__Task instructions__
Whenever a line below holds the word "FootnoteDefinition", copy that line.

---- Extracted data

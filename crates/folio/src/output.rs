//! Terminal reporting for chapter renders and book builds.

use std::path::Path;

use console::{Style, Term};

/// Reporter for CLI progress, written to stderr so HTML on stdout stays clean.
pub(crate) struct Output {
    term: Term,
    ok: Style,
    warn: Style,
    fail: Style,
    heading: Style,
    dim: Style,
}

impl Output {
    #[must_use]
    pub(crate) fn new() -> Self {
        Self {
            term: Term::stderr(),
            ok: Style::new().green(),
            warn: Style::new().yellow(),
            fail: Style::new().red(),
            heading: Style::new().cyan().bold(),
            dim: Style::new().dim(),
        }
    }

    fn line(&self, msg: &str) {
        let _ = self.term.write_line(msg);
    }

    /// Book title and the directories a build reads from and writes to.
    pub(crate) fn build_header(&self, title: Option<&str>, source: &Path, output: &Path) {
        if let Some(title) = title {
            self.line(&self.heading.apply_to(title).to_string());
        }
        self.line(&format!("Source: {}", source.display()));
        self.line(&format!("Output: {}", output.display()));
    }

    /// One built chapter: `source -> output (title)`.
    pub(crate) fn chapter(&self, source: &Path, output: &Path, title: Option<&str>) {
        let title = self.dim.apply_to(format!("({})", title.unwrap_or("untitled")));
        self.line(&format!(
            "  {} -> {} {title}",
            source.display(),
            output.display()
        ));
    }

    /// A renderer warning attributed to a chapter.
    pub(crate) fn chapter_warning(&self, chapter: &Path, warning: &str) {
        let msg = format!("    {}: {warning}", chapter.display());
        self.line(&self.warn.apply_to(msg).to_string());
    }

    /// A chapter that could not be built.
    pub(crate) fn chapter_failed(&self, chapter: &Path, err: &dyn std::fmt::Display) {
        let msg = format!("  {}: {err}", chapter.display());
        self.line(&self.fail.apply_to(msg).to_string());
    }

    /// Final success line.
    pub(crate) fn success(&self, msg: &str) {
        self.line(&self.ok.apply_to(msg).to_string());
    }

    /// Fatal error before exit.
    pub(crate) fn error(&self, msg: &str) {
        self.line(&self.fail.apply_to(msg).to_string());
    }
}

--------
---- Extracted data

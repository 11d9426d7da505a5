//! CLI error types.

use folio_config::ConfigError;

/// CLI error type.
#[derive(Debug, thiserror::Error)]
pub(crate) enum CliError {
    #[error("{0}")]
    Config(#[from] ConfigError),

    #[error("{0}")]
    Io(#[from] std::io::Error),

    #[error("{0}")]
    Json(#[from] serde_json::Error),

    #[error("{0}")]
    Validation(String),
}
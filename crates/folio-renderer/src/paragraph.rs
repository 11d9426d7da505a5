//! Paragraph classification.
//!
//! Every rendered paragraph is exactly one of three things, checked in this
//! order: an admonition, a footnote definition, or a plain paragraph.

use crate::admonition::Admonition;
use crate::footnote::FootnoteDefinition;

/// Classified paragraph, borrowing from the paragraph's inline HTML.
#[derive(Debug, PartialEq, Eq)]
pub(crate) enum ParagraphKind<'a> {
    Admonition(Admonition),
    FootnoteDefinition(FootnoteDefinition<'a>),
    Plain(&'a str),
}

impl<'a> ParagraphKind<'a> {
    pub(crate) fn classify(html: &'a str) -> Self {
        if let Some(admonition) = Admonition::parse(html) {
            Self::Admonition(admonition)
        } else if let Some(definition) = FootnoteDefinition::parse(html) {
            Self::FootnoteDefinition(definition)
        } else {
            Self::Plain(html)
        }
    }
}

--------

__Answer for this exercise__
use crate::footnote::FootnoteDefinition;
    FootnoteDefinition(FootnoteDefinition<'a>),
        } else if let Some(definition) = FootnoteDefinition::parse(html) {
            Self::FootnoteDefinition(definition)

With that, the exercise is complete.